Turgeniopsis

Scientific classification
- Kingdom: Plantae
- Clade: Embryophytes
- Clade: Tracheophytes
- Clade: Spermatophytes
- Clade: Angiosperms
- Clade: Eudicots
- Clade: Asterids
- Order: Apiales
- Family: Apiaceae
- Subfamily: Apioideae
- Tribe: Scandiceae
- Subtribe: Torilidinae
- Genus: Turgeniopsis Boiss.
- Species: T. foeniculacea
- Binomial name: Turgeniopsis foeniculacea (Fenzl) Boiss.
- Synonyms: Genus: Glochidotheca Fenzl, not validly publ.; Species: Glochidotheca foeniculacea (Fenzl) Fenzl ; Turgenia foeniculacea Fenzl ;

= Turgeniopsis =

- Genus: Turgeniopsis
- Species: foeniculacea
- Authority: (Fenzl) Boiss.
- Synonyms: Glochidotheca Fenzl, not validly publ.
- Parent authority: Boiss.

Genus of flowering plants

Turgeniopsis is a monotypic genus of flowering plants belonging to the family Apiaceae. It contains only one known species, Turgeniopsis foeniculacea. The earlier synonym Glochidotheca is also used as the accepted genus name, but Plants of the World Online states that it was not validly published.

==Description==
It is an annual. It has erect and branched, stems which grow up to 20–40 cm high. It has leaves which are 3–4-pinnate, with very fine capillary segments. It blooms between April and May. The white, about 1 mm across flowers, are compound umbels on long peduncles and it has 2–3 rays of partial umbels with 2–3 hermaphrodite and several male flowers in the centre. After it has flowered, between May and June, it produces a seed capsule (fruit). It is about 8 by 3.5 mm, are elliptic (in shape), with hooked spines. It is pollinated by insect. Reproduction is carried out by seeds, which are dispersed through zoochory (by animals) or barochory (dropping by gravity).

==Taxonomy==
The name Glochidotheca was published in 1843 by Eduard Fenzl, earlier than Turgeniopsis was published by Pierre Edmond Boissier in 1844, and some sources use Glochidotheca as the accepted genus name. However Plants of the World Online states that Glochidotheca was not validly published and so uses Turgeniopsis.

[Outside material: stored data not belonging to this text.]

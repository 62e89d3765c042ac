//! Read-side path resolution

use crate::node::{Attributes, NodeId};
use crate::path::{MAX_LINK_HOPS, SEPARATOR};
use crate::view::NodeRef;

use super::Tree;

impl Tree {
    /// Resolve `path` relative to the node `at`.
    ///
    /// Each component is matched against the current level's children in
    /// sibling order; the first exact match wins. Links met along the way
    /// (including on the final component) are followed from the root.
    /// Returns `None` on the first unmatched component, for an empty path
    /// or component, for a stale `at`, or when a link chain exceeds
    /// [`MAX_LINK_HOPS`].
    pub fn lookup(&self, at: NodeId, path: &str) -> Option<NodeId> {
        self.walk(at, path, true)
    }

    /// Resolve like [`lookup`](Self::lookup), optionally leaving a link on
    /// the final component unfollowed.
    pub(crate) fn walk(&self, at: NodeId, path: &str, follow_final: bool) -> Option<NodeId> {
        if path.is_empty() {
            return None;
        }
        self.get(at)?;

        // Components still to match, next one on top
        let mut pending: Vec<&str> = path.rsplit(SEPARATOR).collect();
        let mut cursor = at;
        let mut hops = 0;

        while let Some(component) = pending.pop() {
            let found = self.find_child(cursor, component)?;
            let link = self.get(found)?.link.as_deref();
            match link {
                Some(target) if follow_final || !pending.is_empty() => {
                    hops += 1;
                    if hops > MAX_LINK_HOPS {
                        return None;
                    }
                    pending.extend(target.rsplit(SEPARATOR));
                    cursor = self.root;
                }
                _ => cursor = found,
            }
        }
        Some(cursor)
    }

    // ═══════════════════════════════════════════════════════════════════
    // Root-scoped readers
    // ═══════════════════════════════════════════════════════════════════

    /// Resolve `path` from the root to a node view.
    pub fn get_obj(&self, path: &str) -> Option<NodeRef<'_>> {
        self.root_node().get_obj(path)
    }

    /// First child of the node at `path`.
    pub fn get_child(&self, path: &str) -> Option<NodeRef<'_>> {
        self.root_node().get_child(path)
    }

    /// Value at `path`, or `default` when the path is missing or valueless.
    ///
    /// The result borrows from the tree (or from `default`), so the tree
    /// cannot be mutated while it is held.
    pub fn get_value<'a>(&'a self, path: &str, default: &'a str) -> &'a str {
        self.root_node().get_value(path, default)
    }

    /// Value at `path`, if there is one.
    pub fn find_value(&self, path: &str) -> Option<&str> {
        self.root_node().find_value(path)
    }

    /// Integer value at `path`, parsed permissively; `default` only when the
    /// path is missing or valueless.
    pub fn get_int_value(&self, path: &str, default: i64) -> i64 {
        self.root_node().get_int_value(path, default)
    }

    /// Freshly allocated copy of the value at `path`, else of `default`.
    pub fn get_copy(&self, path: &str, default: Option<&str>) -> Option<String> {
        self.root_node().get_copy(path, default)
    }

    /// Attributes of the node at `path`.
    pub fn get_attrs(&self, path: &str) -> Option<&Attributes> {
        self.root_node().get_attrs(path)
    }
}

/// Parse an integer the way C's `atoi` does: skip leading whitespace,
/// accept one sign, read decimal digits up to the first non-digit.
/// Garbage yields 0; out-of-range values saturate.
pub(crate) fn parse_int(s: &str) -> i64 {
    let s = s.trim_start();
    let (negative, digits) = match s.as_bytes().first() {
        Some(b'-') => (true, &s[1..]),
        Some(b'+') => (false, &s[1..]),
        _ => (false, s),
    };

    let mut acc: i64 = 0;
    for b in digits.bytes().take_while(u8::is_ascii_digit) {
        let d = i64::from(b - b'0');
        acc = if negative {
            acc.saturating_mul(10).saturating_sub(d)
        } else {
            acc.saturating_mul(10).saturating_add(d)
        };
    }
    acc
}

#[cfg(test)]
mod tests {
    use super::*;

    #[test]
    fn test_parse_int_permissive() {
        assert_eq!(parse_int("42"), 42);
        assert_eq!(parse_int("  -17"), -17);
        assert_eq!(parse_int("+8"), 8);
        assert_eq!(parse_int("12abc"), 12);
        assert_eq!(parse_int("abc"), 0);
        assert_eq!(parse_int(""), 0);
        assert_eq!(parse_int("- 5"), 0);
    }

    #[test]
    fn test_parse_int_saturates() {
        assert_eq!(parse_int("99999999999999999999999"), i64::MAX);
        assert_eq!(parse_int("-99999999999999999999999"), i64::MIN);
    }

    #[test]
    fn test_walk_rejects_empty_components() {
        let mut tree = Tree::new();
        tree.set_value("a.b", "1").unwrap();
        let root = tree.root();
        assert!(tree.lookup(root, "a.b").is_some());
        assert!(tree.lookup(root, "").is_none());
        assert!(tree.lookup(root, "a..b").is_none());
        assert!(tree.lookup(root, ".a").is_none());
    }

    #[test]
    fn test_walk_link_final_component() {
        let mut tree = Tree::new();
        tree.set_value("real.x", "1").unwrap();
        tree.set_symlink("alias", "real").unwrap();
        let root = tree.root();

        let followed = tree.walk(root, "alias", true).unwrap();
        let unfollowed = tree.walk(root, "alias", false).unwrap();
        assert_eq!(Some(followed), tree.lookup(root, "real"));
        assert_ne!(followed, unfollowed);
        assert_eq!(tree.get_value("alias.x", "?"), "1");
    }

    #[test]
    fn test_walk_link_cycle_is_absent() {
        let mut tree = Tree::new();
        tree.set_symlink("a", "b").unwrap();
        tree.set_symlink("b", "a").unwrap();
        assert!(tree.get_obj("a").is_none());
        assert!(tree.get_obj("a.x").is_none());
    }
}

The genus name of Turgeniopsis is in honour of Alexander Turgenev (1784–1845), a Russian statesman and historian. The Latin specific epithet of foeniculacea is derived from Foeniculum (fennel).

It is placed in subfamily Apioideae and tribe Scandiceae subtribe Torilidinae.

==Range and habitat==
It is native to Bulgaria and parts of western Asia: Iran, Iraq, Lebanon, Syria and Turkey. In 2011, it was found in Israel.

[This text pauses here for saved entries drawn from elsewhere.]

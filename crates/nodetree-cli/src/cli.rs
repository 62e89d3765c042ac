use std::path::PathBuf;

use clap::{Parser, Subcommand};

#[derive(Parser, Debug)]
#[command(name = "nodetree", about = "Inspect and edit nodetree data files", version)]
pub struct Cli {
    #[command(subcommand)]
    pub command: Commands,

    /// Enable debug logging on stderr
    #[arg(long, short = 'v', global = true)]
    pub verbose: bool,

    /// Directory searched for `#include` files (repeatable)
    #[arg(
        long = "loadpath",
        short = 'L',
        global = true,
        env = "NODETREE_LOADPATH",
        value_delimiter = ','
    )]
    pub loadpaths: Vec<PathBuf>,
}

#[derive(Subcommand, Debug)]
pub enum Commands {
    /// Print `path = value` for every value in a file
    Dump {
        /// File to read
        file: PathBuf,

        /// Prefix prepended to every path
        #[arg(long, default_value = "")]
        prefix: String,
    },

    /// Print the value at a path
    Get {
        /// File to read
        file: PathBuf,

        /// Dotted path to look up
        path: String,

        /// Printed when the path has no value
        #[arg(long)]
        default: Option<String>,
    },

    /// Set a value and rewrite the file atomically (files using #include are refused)
    Set {
        /// File to update
        file: PathBuf,

        /// Dotted path to set
        path: String,

        /// New value
        value: String,
    },

    /// Print a file in canonical form
    Fmt {
        /// File to read
        file: PathBuf,
    },

    /// Print a file as JSON
    Json {
        /// File to read
        file: PathBuf,
    },
}

#[cfg(test)]
mod tests {
    use super::*;
    use pretty_assertions::assert_eq;

    #[test]
    fn test_parse_get_with_default() {
        let cli =
            Cli::try_parse_from(["nodetree", "get", "a.hdf", "A.B", "--default", "x"]).unwrap();
        match cli.command {
            Commands::Get { file, path, default } => {
                assert_eq!(file, PathBuf::from("a.hdf"));
                assert_eq!(path, "A.B");
                assert_eq!(default.as_deref(), Some("x"));
            }
            other => panic!("unexpected command {:?}", other),
        }
    }

    #[test]
    fn test_loadpaths_are_global_and_delimited() {
        let cli = Cli::try_parse_from([
            "nodetree", "fmt", "a.hdf", "--loadpath", "one,two", "-L", "three",
        ])
        .unwrap();
        assert_eq!(
            cli.loadpaths,
            vec![PathBuf::from("one"), PathBuf::from("two"), PathBuf::from("three")]
        );
    }

    #[test]
    fn test_set_requires_value() {
        assert!(Cli::try_parse_from(["nodetree", "set", "a.hdf", "A"]).is_err());
    }
}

It is listed as critically endangered in Bulgaria, and is threatened by he poor competitive ability of the species and its small population; overgrazing and strong soil erosion.

It grows in stony grasslands and scrubland, on screes, hillsides, on limestone bedrock, usually on shallow soil in the oak-forests belt. It grows at altitudes of 500–1500 m above sea level.

It can be found growing with Inula aschersoniana, Agropyron brandzae, Koeleria simonkaii, Polygala rhodopea, Medicago rhodopea, Galium rhodopeum, Jasminum fruticans, and others.